C’était un 19 mars 2022, un soir frisquet où le Stade de France s’était transformé en boîte de nuit en plein air. Sous les feux d’artifice, Villière s’enlaçait avec ses compagnons au terme d’un succès face à l’Angleterre, qui permettait de valider un dixième grand chelem tant attendu et désiré. L’Ovni de l’aile en a été un des grands artisans, dévorant tout sur son passage les minutes de jeu - il n’a manqué aucune seconde des quatre rencontres -, les rucks, et les espaces à l’image de son triplé contre à l’Italie. À son firmament, le Normand a sécurisé sa place chez les « Bleus premiums ». Sa treizième sélection lui est promise pour la tournée d’été, ou au plus tard pour celle d’automne, avant un chemin royal vers la Coupe du monde.

Dans les tribunes, Jade, sa compagne depuis quatre ans, ne se doutait pas encore des épreuves qui attendaient son guerrier durant les 511jours qui suivront ce premier titre avec le XV de France. « Tout allait vraiment super bien, puis il y a la première blessure face à Lyon, à Marseille (en finale de Challenge Cup, le 27 mai 2022, NDLR). Il a mis longtemps à revenir mais sur toutes ses blessures, la plus rude a été la deuxième. »

Le mois de novembre s’achevait, Azéma en profitait pour décrire l’importance de « Gab », avant que sa cheville et sa main ne craquent tour à tour à Jean-Bouin, face au Stade français Paris. « Celle-là… Ça a été celle de trop, poursuit Jade. Il a essayé de me faire croire que ça allait, mais il avait perdu un truc en lui. Ça a été dur psychologiquement. Je l’ai poussé à se faire aider avec quelqu’un d’extérieur. Mais, ce n’est pas dans son tempérament, ni dans sa personnalité. On a beaucoup parlé durant cette période, et il m’a toujours dit que ma présence et nos discussions lui suffisaient. »

Malgré l’inquiétude légitime des proches, l’ex-Rouennais a serré les dents, et fini par rendre un hommage à celle qui a partagé ses angoisses, dans nos colonnes, en juin dernier. « Ce n’est jamais facile pour nos compagnes, car on ne peut rien faire après les opérations. Je n’étais pas mobile, et il y a eu des périodes compliquées dans la vie de tous les jours lorsque j’étais plâtré. J’avais le sentiment de ne pas servir à grand-chose. Mais, elle était là, je pouvais compter sur elle et sa force. Je sais que je n’étais pas facile. Elle a été d’un énorme soutien pour traverser cette longue épreuve. »

Comme un lion en cage

Sans aucune possibilité de se dépenser, le guerrier a parfois peiné à contenir en son sein la boule de feu qui le consumait. Il errait sur le canapé, sortait moins, tout en se raccrochant à une lueur d’espoir. Au fond, cet incroyable destin à haut niveau n’a été qu’une petite parenthèse irréelle. Sur son chemin vers Toulon et les Bleus, rien n’a été facile, ni donné, notamment au moment où les centres de formation ont fermé les portes à ce joueur à part. Il le savait, au bout de ces blessures, il y a le rêve d’une vie. « Cette Coupe du monde l’a fait tenir, heureusement qu’elle était là, avoue Jade. Sinon je ne sais pas vraiment comment il aurait pu tout surmonter. »

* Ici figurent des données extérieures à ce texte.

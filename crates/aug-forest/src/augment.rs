//! Augmentation policies.
//!
//! A policy derives a per-node value from the node's payload and the values
//! already stored on its two children. The tree calls [`Augment::combine`]
//! in exactly two places: right after a rotation (the node that moved down
//! first, then the node that moved up) and on the walk from a freshly
//! inserted node up to the root. The sentinel always carries
//! [`Augment::identity`].

use std::fmt::Debug;

use crate::interval::Interval;

/// Per-node recomputation rule.
pub trait Augment<T> {
    type Value: Clone + Debug + PartialEq;

    /// Value stored on the sentinel.
    fn identity(&self) -> Self::Value;

    /// Value for a node holding `item` whose children carry `left` and
    /// `right`.
    fn combine(&self, item: &T, left: &Self::Value, right: &Self::Value) -> Self::Value;
}

/// Number of nodes in the subtree, `1 + left + right`.
#[derive(Clone, Copy, Debug, Default)]
pub struct SubtreeCount;

impl<T> Augment<T> for SubtreeCount {
    type Value = usize;

    fn identity(&self) -> usize {
        0
    }

    fn combine(&self, _item: &T, left: &usize, right: &usize) -> usize {
        1 + left + right
    }
}

/// Height of the subtree in edges, `1 + max(left, right)`.
///
/// The sentinel has height `-1`, so a leaf has height `0`.
#[derive(Clone, Copy, Debug, Default)]
pub struct SubtreeHeight;

impl<T> Augment<T> for SubtreeHeight {
    type Value = i32;

    fn identity(&self) -> i32 {
        -1
    }

    fn combine(&self, _item: &T, left: &i32, right: &i32) -> i32 {
        1 + (*left).max(*right)
    }
}

/// Largest `high` bound of any interval in the subtree.
///
/// `None` stands for negative infinity and is the sentinel's value.
#[derive(Clone, Copy, Debug, Default)]
pub struct MaxEndpoint;

impl<T> Augment<Interval<T>> for MaxEndpoint
where
    T: PartialOrd + Clone + Debug,
{
    type Value = Option<T>;

    fn identity(&self) -> Option<T> {
        None
    }

    fn combine(&self, item: &Interval<T>, left: &Option<T>, right: &Option<T>) -> Option<T> {
        let mut max = item.high();
        for side in [left, right].into_iter().flatten() {
            if side > max {
                max = side;
            }
        }
        Some(max.clone())
    }
}

#[cfg(test)]
mod tests {
    use super::*;

    #[test]
    fn test_count_leaf_and_inner() {
        let p = SubtreeCount;
        let id = <SubtreeCount as Augment<i32>>::identity(&p);
        assert_eq!(id, 0);
        assert_eq!(p.combine(&1, &id, &id), 1);
        assert_eq!(p.combine(&1, &3, &4), 8);
    }

    #[test]
    fn test_height_leaf_is_zero() {
        let p = SubtreeHeight;
        let id = <SubtreeHeight as Augment<i32>>::identity(&p);
        assert_eq!(id, -1);
        assert_eq!(p.combine(&1, &id, &id), 0);
        assert_eq!(p.combine(&1, &0, &2), 3);
    }

    #[test]
    fn test_max_endpoint_prefers_largest() {
        let p = MaxEndpoint;
        let item = Interval::new(5, 20).unwrap();
        assert_eq!(p.combine(&item, &None, &None), Some(20));
        assert_eq!(p.combine(&item, &Some(30), &None), Some(30));
        assert_eq!(p.combine(&item, &Some(3), &Some(19)), Some(20));
        assert_eq!(p.combine(&item, &None, &Some(40)), Some(40));
    }
}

Début février 2023, après un seul match de championnat, il est appelé sous la bannière bleu blanc rouge. Fabien Galthié met alors en avant un de ses mantras : le devoir de mémoire. Son soldat du 6 Nations et de la Coupe d’automne des nations a mérité de revenir, quand bien même il ne cumule que deux rencontres sur les huit derniers mois. Cartésien de nature, Villière a cru à la fin du cauchemar. Manqué. Il s’est même étiré à Capbreton, devenu depuis le lieu du bonheur, sur un plaquage anodin. La sanction est connue, tant cette douleur lui est devenue familière : énième fracture du péroné. « Il y avait une inquiétude générale immédiate car on sait tous ce qu’il a traversé pour être là, se remémore Teddy Baubigny, un ami proche depuis leur première cape. Quand il m’expliquait sa sensation, j’ai le sentiment avec le recul qu’il dédramatisait la douleur. Il était un peu paniqué, mais il ne voulait pas nous inquiéter. C’était un sentiment étrange. On le rassurait, mais on était conscient de la réalité. Ça a été un coup dur pour le groupe. »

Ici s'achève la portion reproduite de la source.